Read: ‘I’m not lamenting the existence of Marvel’
For almost a year now, a pattern has held: Films aimed at families and small children, such as Trolls: World Tour, Soul, and Netflix’s upcoming The Mitchells vs. the Machines (acquired from Sony), can find a big audience online and are thus more easily shunted to at-home viewing. Almost everything else is still perceived as a “big screen” movie that will generate buzz and draw impressive grosses only if it’s available in theaters to huge crowds. The revival of the Chinese box office after a decline in the country’s COVID-19 cases suggests that audiences will be eager to return in droves when they can. Even in North America, Wonder Woman 1984 has earned more than $37 million in theatrical grosses despite being available for free to all HBO Max subscribers for the past month.
All of that is good news for America’s beleaguered theater companies, which continue to muddle forward despite constant chatter about a pending bankruptcy declaration for AMC Entertainment, the country’s largest cinema chain. Today, AMC CEO Adam Aron announced that his company had raised $917 million in financing to steer things through the winter. “This means that any talk of an imminent bankruptcy for AMC is completely off the table,” he said in a statement. The hope is that AMC can stay solvent long enough for audiences around the world to get vaccinated, helping the coronavirus subside, although, as the company soberly noted in its own statement, “no one knows for sure the future course of this and other strains of the coronavirus.”
That uncertainty is why WarnerMedia’s choice to put all its 2021 releases on HBO Max befuddled so many in the industry. While moving Wonder Woman 1984 to the service to encourage new subscriptions seemed reasonable in December, declaring almost a year in advance that films such as Dune (set for October 2021) and The Matrix 4 (December 2021) will premiere online makes less sense. While the strategy is likely to earn sign-ups for HBO Max (a key concern for WarnerMedia), it comes at a giant cost. The profits of a successful global film release are far beyond anything a streaming release can achieve, helping cover blockbuster budgets and pay the salaries of major stars. Wonder Woman 1984 was moved to HBO Max only after WarnerMedia negotiated a huge extra payday for its director and star last year; no such deal was made in the case of Dune or other 2021 films.

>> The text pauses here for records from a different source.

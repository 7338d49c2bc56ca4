//! Page template loading, customization, and placeholder substitution.
//!
//! This module is the rendering core: a [`TemplateRenderer`] binds a template
//! file to a page-specific [`PageHook`], and [`place_value`] performs the
//! marker substitution hooks use to fill the body in.
//!
//! # Overview
//!
//! Templates are plain text files containing zero or more placeholder markers
//! of the form `<? 'key' >`. On each request the renderer:
//!
//! 1. Loads the full template text from its fixed source path.
//! 2. Invokes the page's customization hook with the session context and a
//!    mutable reference to the body; the hook typically calls [`place_value`]
//!    once per placeholder it wants to fill.
//! 3. Returns the rewritten body.
//!
//! Every fault raised during steps 1–2 is contained at the render boundary
//! and converted into a diagnostic page, so `render` always produces a
//! displayable string and never propagates an error to the serving layer.
//!
//! # Example
//!
//! ```rust,no_run
//! use pagekit::registry::{PageRegistry, SessionContext};
//! use pagekit::templating::{TemplateRenderer, place_value};
//!
//! let renderer = TemplateRenderer::new(
//!     "pages/greeting.html",
//!     |session: &SessionContext, body: &mut String| -> anyhow::Result<()> {
//!         let name = session.get("name").unwrap_or("stranger");
//!         *body = place_value("name", name, body);
//!         Ok(())
//!     },
//! );
//!
//! let mut registry = PageRegistry::new();
//! renderer.register(&mut registry, Some("greeting"));
//!
//! let mut session = SessionContext::new();
//! session.insert("name", "World");
//! let page = registry.dispatch("greeting", &session);
//! ```

mod error;
mod renderer;
mod substitute;


pub use error::TemplateError;
pub use renderer::{PageHook, TemplateRenderer};
pub use substitute::place_value;
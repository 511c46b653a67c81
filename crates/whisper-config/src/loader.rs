//! Multi-file configuration loading.
//!
//! The main file may name other files in `include`. Included files contribute
//! whole top-level sections; a section defined twice is an error, as is an
//! included file that itself has an `include`.

use crate::{resolve_env_vars, Config, ConfigError};
use std::collections::{HashMap, HashSet};
use std::path::{Path, PathBuf};

pub(crate) struct ConfigLoader {
	/// Relative includes are resolved against this directory.
	base_path: PathBuf,
	/// Canonical paths already read, for cycle detection.
	loaded_files: HashSet<PathBuf>,
	/// File that defined each top-level section.
	section_sources: HashMap<String, PathBuf>,
}

impl ConfigLoader {
	pub(crate) fn new(base_path: impl AsRef<Path>) -> Self {
		Self {
			base_path: base_path.as_ref().to_path_buf(),
			loaded_files: HashSet::new(),
			section_sources: HashMap::new(),
		}
	}

	/// Loads `config_path` and its includes into a validated [`Config`].
	pub(crate) async fn load_config(
		&mut self,
		config_path: impl AsRef<Path>,
	) -> Result<Config, ConfigError> {
		let main_path = self.resolve_path(config_path)?;
		let mut combined = self.load_table(&main_path).await?;

		let includes = match combined.remove("include") {
			Some(value) => Self::include_paths(value)?,
			None => Vec::new(),
		};
		self.record_sections(&combined, &main_path)?;

		for include in includes {
			let include_path = self.resolve_path(&include)?;
			let table = self.load_table(&include_path).await?;
			if table.contains_key("include") {
				return Err(ConfigError::Validation(format!(
					"Nested include in {} is not supported",
					include_path.display()
				)));
			}
			self.record_sections(&table, &include_path)?;
			for (key, value) in table {
				combined.insert(key, value);
			}
		}

		let merged = toml::to_string(&toml::Value::Table(combined)).map_err(|e| {
			ConfigError::Parse(format!("Failed to serialize combined config: {}", e))
		})?;
		merged.parse()
	}

	/// Reads a file, resolves environment variables and parses it as a table.
	async fn load_table(&mut self, path: &Path) -> Result<toml::Table, ConfigError> {
		let canonical = path.canonicalize().map_err(|e| {
			ConfigError::Io(std::io::Error::new(
				std::io::ErrorKind::NotFound,
				format!("Cannot resolve path {}: {}", path.display(), e),
			))
		})?;

		if !self.loaded_files.insert(canonical.clone()) {
			return Err(ConfigError::Validation(format!(
				"Circular include detected: {} was already loaded",
				canonical.display()
			)));
		}

		let content = tokio::fs::read_to_string(path).await?;
		let resolved = resolve_env_vars(&content)?;
		Ok(toml::from_str(&resolved)?)
	}

	fn include_paths(value: toml::Value) -> Result<Vec<PathBuf>, ConfigError> {
		match value {
			toml::Value::String(path) => Ok(vec![PathBuf::from(path)]),
			toml::Value::Array(items) => items
				.into_iter()
				.map(|item| match item {
					toml::Value::String(path) => Ok(PathBuf::from(path)),
					_ => Err(ConfigError::Validation(
						"Include array must contain only strings".into(),
					)),
				})
				.collect(),
			_ => Err(ConfigError::Validation(
				"Include must be a string or array of strings".into(),
			)),
		}
	}

	fn record_sections(&mut self, table: &toml::Table, source: &Path) -> Result<(), ConfigError> {
		for key in table.keys() {
			if let Some(existing) = self.section_sources.get(key) {
				return Err(ConfigError::Validation(format!(
					"Duplicate section '{}' found in {} and {}",
					key,
					existing.display(),
					source.display()
				)));
			}
			self.section_sources.insert(key.clone(), source.to_path_buf());
		}
		Ok(())
	}

	fn resolve_path(&self, path: impl AsRef<Path>) -> Result<PathBuf, ConfigError> {
		let path = path.as_ref();
		let resolved = if path.is_absolute() {
			path.to_path_buf()
		} else {
			self.base_path.join(path)
		};

		if !resolved.exists() {
			return Err(ConfigError::Io(std::io::Error::new(
				std::io::ErrorKind::NotFound,
				format!("Configuration file not found: {}", resolved.display()),
			)));
		}

		Ok(resolved)
	}
}
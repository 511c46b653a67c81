//! Transaction types shared across the toolkit.
//!
//! This module defines the identifiers and confirmation records the node
//! returns once a signed transaction has been broadcast.

use crate::utils::with_0x_prefix;
use alloy::primitives::{Address, Log, B256};
use std::fmt;
use std::str::FromStr;
use thiserror::Error;

/// Error returned when a transaction hash cannot be parsed from hex.
#[derive(Debug, Error)]
#[error("Invalid transaction hash '{input}': {reason}")]
pub struct TransactionHashError {
	pub input: String,
	pub reason: String,
}

/// Hash identifying a broadcast transaction.
///
/// Renders as `0x`-prefixed lowercase hex, which is the form nodes and block
/// explorers accept.
#[derive(Debug, Clone, Copy, PartialEq, Eq, Hash, serde::Serialize, serde::Deserialize)]
pub struct TransactionHash(pub B256);

impl TransactionHash {
	/// Returns the raw 32-byte hash.
	pub fn as_b256(&self) -> B256 {
		self.0
	}
}

impl From<B256> for TransactionHash {
	fn from(hash: B256) -> Self {
		Self(hash)
	}
}

impl fmt::Display for TransactionHash {
	fn fmt(&self, f: &mut fmt::Formatter<'_>) -> fmt::Result {
		write!(f, "{}", with_0x_prefix(&hex::encode(self.0)))
	}
}

impl FromStr for TransactionHash {
	type Err = TransactionHashError;

	fn from_str(s: &str) -> Result<Self, Self::Err> {
		s.trim()
			.parse::<B256>()
			.map(Self)
			.map_err(|e| TransactionHashError {
				input: s.to_string(),
				reason: e.to_string(),
			})
	}
}

/// Receipt for a mined transaction.
///
/// A transaction accepted by the node can still fail on-chain; `success` is the
/// only place that outcome is reported.
#[derive(Debug, Clone, PartialEq, Eq, serde::Serialize, serde::Deserialize)]
pub struct TransactionReceipt {
	/// The hash of the transaction.
	pub hash: TransactionHash,
	/// The block number where the transaction was included.
	pub block_number: u64,
	/// Whether the transaction executed successfully.
	pub success: bool,
	/// Address of the created contract, for deployment transactions.
	pub contract_address: Option<Address>,
	/// Gas consumed by the transaction.
	pub gas_used: u64,
	/// Logs emitted during execution.
	#[serde(default)]
	pub logs: Vec<Log>,
}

WarnerMedia’s move prompted outrage from top-tier directors who advocate for the power of the big-screen experience. Christopher Nolan, a longtime collaborator with the company, called HBO Max “the worst streaming service” and said the decision made “no economic sense.” Denis Villeneuve, the director of Dune, wrote an open letter saying that WarnerMedia’s corporate owner, AT&T, “has hijacked one of the most respectable and important studios in film history” by sacrificing the “entire 2021 slate in a desperate attempt to grab the audience’s attention.” Dune was planned as the start of a franchise, but without theatrical grosses, Villeneuve pointed out, further entries won’t seem worth the financial gamble.